• Work order: Check each line of the data below for the word "ChromosomeEntry", then extract the ones that have it.
____________________
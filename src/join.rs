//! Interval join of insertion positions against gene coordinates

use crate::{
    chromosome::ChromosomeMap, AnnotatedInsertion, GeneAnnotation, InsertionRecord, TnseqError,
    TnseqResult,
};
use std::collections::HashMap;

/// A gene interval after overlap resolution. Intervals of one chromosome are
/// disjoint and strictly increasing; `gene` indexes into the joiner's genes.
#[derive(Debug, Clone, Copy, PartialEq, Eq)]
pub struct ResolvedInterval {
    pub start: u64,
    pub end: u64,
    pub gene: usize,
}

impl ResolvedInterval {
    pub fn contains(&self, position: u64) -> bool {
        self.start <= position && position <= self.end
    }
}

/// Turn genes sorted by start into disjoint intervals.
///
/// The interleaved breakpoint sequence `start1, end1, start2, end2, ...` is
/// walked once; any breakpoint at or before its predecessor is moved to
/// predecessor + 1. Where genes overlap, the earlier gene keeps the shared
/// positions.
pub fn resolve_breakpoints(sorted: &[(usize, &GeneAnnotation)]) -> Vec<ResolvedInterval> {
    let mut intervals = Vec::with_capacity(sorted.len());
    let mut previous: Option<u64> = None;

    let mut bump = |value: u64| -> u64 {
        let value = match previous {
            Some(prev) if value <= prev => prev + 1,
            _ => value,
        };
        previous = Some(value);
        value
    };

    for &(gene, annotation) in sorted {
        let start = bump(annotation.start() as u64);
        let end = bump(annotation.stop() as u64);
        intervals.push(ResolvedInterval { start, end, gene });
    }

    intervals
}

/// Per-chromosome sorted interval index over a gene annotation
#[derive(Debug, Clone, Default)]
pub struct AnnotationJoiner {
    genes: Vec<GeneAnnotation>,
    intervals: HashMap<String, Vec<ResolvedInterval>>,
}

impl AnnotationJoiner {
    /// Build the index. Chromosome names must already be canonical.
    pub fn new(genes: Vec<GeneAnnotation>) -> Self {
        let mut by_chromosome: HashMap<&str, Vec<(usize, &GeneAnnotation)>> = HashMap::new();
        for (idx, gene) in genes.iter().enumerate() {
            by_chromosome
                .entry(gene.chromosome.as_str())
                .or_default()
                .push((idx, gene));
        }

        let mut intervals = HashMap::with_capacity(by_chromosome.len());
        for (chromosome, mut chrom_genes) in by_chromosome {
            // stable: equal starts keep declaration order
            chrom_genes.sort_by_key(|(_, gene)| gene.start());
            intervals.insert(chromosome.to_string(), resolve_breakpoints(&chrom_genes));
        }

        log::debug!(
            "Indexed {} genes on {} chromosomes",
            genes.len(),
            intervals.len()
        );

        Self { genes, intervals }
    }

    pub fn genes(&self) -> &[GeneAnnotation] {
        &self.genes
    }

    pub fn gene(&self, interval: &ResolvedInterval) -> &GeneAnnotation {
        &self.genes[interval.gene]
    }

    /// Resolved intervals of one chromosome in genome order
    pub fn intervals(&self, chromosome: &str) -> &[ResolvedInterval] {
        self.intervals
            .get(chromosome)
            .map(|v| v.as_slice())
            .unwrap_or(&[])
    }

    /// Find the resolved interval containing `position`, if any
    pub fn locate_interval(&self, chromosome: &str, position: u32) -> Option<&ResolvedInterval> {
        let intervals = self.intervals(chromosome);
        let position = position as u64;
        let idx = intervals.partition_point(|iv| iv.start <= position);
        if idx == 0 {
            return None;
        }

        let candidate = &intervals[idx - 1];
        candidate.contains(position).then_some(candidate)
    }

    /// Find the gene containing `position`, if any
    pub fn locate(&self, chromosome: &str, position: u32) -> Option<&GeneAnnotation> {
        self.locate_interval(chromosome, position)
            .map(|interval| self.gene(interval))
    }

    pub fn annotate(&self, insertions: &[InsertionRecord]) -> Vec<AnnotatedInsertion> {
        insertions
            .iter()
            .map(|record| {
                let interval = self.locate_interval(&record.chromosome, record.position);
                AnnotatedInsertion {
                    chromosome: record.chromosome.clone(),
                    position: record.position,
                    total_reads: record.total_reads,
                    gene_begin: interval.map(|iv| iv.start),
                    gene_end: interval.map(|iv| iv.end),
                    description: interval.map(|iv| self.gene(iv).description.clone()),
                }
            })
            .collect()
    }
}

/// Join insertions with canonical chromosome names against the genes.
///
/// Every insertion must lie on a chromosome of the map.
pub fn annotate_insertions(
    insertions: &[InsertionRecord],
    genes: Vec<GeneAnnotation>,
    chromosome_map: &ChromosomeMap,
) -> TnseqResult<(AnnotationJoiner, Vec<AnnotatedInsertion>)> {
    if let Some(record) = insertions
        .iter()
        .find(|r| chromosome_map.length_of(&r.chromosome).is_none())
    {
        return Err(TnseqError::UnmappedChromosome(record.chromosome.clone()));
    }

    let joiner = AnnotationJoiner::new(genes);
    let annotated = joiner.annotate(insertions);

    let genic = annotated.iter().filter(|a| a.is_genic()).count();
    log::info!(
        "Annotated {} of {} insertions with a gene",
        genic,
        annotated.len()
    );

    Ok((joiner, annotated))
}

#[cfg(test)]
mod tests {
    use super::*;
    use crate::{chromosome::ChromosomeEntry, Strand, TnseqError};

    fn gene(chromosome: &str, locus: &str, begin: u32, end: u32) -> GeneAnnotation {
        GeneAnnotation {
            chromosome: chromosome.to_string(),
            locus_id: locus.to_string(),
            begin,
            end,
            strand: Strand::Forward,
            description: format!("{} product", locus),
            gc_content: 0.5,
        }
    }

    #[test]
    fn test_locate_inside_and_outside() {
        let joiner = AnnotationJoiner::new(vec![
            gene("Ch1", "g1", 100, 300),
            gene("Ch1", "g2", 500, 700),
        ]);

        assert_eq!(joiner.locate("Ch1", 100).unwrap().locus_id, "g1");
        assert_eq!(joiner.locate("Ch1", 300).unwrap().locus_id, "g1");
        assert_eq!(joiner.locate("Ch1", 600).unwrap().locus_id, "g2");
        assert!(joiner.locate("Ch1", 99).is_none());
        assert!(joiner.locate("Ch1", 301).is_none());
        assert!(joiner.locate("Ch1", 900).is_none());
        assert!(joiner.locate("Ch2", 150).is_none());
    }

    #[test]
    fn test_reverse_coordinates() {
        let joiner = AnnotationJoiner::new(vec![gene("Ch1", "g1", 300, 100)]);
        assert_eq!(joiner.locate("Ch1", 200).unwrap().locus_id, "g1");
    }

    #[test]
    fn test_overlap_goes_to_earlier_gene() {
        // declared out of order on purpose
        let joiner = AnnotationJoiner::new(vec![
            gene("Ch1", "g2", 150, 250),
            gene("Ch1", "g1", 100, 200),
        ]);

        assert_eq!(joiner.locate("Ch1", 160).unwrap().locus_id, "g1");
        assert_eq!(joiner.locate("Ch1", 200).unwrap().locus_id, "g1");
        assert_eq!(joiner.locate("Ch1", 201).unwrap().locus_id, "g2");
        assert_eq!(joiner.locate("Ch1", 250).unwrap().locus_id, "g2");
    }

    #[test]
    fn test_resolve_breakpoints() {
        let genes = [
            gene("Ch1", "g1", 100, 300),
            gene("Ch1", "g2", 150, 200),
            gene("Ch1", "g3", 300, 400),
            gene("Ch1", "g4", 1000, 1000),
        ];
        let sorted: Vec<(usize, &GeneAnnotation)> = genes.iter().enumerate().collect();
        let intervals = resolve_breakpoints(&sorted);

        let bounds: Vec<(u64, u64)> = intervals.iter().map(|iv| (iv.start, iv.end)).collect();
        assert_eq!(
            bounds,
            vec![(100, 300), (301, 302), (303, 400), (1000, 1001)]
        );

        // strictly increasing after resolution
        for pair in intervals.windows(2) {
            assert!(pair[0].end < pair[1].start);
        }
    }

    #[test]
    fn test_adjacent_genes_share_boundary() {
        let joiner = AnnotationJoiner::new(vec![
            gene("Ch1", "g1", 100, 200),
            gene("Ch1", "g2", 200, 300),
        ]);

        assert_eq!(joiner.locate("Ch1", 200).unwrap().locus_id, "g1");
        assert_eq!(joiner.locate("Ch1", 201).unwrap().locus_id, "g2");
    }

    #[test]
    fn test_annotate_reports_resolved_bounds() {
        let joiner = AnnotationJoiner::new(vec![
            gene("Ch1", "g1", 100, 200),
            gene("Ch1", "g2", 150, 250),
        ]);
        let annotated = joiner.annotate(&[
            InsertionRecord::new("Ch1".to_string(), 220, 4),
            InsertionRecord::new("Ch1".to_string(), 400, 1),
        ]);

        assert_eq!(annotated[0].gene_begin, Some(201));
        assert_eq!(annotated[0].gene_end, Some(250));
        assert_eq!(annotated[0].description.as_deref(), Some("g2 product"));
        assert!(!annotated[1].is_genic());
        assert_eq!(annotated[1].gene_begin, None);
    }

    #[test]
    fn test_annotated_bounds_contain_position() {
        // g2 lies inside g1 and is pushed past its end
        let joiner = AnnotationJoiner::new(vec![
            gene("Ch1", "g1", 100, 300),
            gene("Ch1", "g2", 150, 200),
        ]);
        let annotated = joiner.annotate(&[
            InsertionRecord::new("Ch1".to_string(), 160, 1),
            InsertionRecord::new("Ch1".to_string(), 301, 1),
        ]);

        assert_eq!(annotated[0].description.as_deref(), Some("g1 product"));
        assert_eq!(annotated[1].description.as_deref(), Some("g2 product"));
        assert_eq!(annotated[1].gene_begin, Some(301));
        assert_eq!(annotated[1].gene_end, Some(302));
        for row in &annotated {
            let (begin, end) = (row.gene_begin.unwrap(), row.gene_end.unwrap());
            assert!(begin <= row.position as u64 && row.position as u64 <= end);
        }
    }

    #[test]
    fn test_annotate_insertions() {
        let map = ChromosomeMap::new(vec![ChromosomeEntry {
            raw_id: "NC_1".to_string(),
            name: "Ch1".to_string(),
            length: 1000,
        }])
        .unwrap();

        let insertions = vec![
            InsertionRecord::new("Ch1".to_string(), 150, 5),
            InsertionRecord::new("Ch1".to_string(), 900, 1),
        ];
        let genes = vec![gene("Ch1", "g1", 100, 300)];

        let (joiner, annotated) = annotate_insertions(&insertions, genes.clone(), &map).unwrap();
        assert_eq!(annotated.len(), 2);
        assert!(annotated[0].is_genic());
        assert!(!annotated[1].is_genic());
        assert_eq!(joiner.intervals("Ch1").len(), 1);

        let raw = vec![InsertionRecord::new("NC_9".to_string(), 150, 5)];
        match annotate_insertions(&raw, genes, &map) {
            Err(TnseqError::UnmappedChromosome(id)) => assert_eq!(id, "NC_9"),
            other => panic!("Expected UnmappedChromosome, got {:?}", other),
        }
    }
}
____________________
• Result below:
    use crate::{chromosome::ChromosomeEntry, Strand, TnseqError};
        let map = ChromosomeMap::new(vec![ChromosomeEntry {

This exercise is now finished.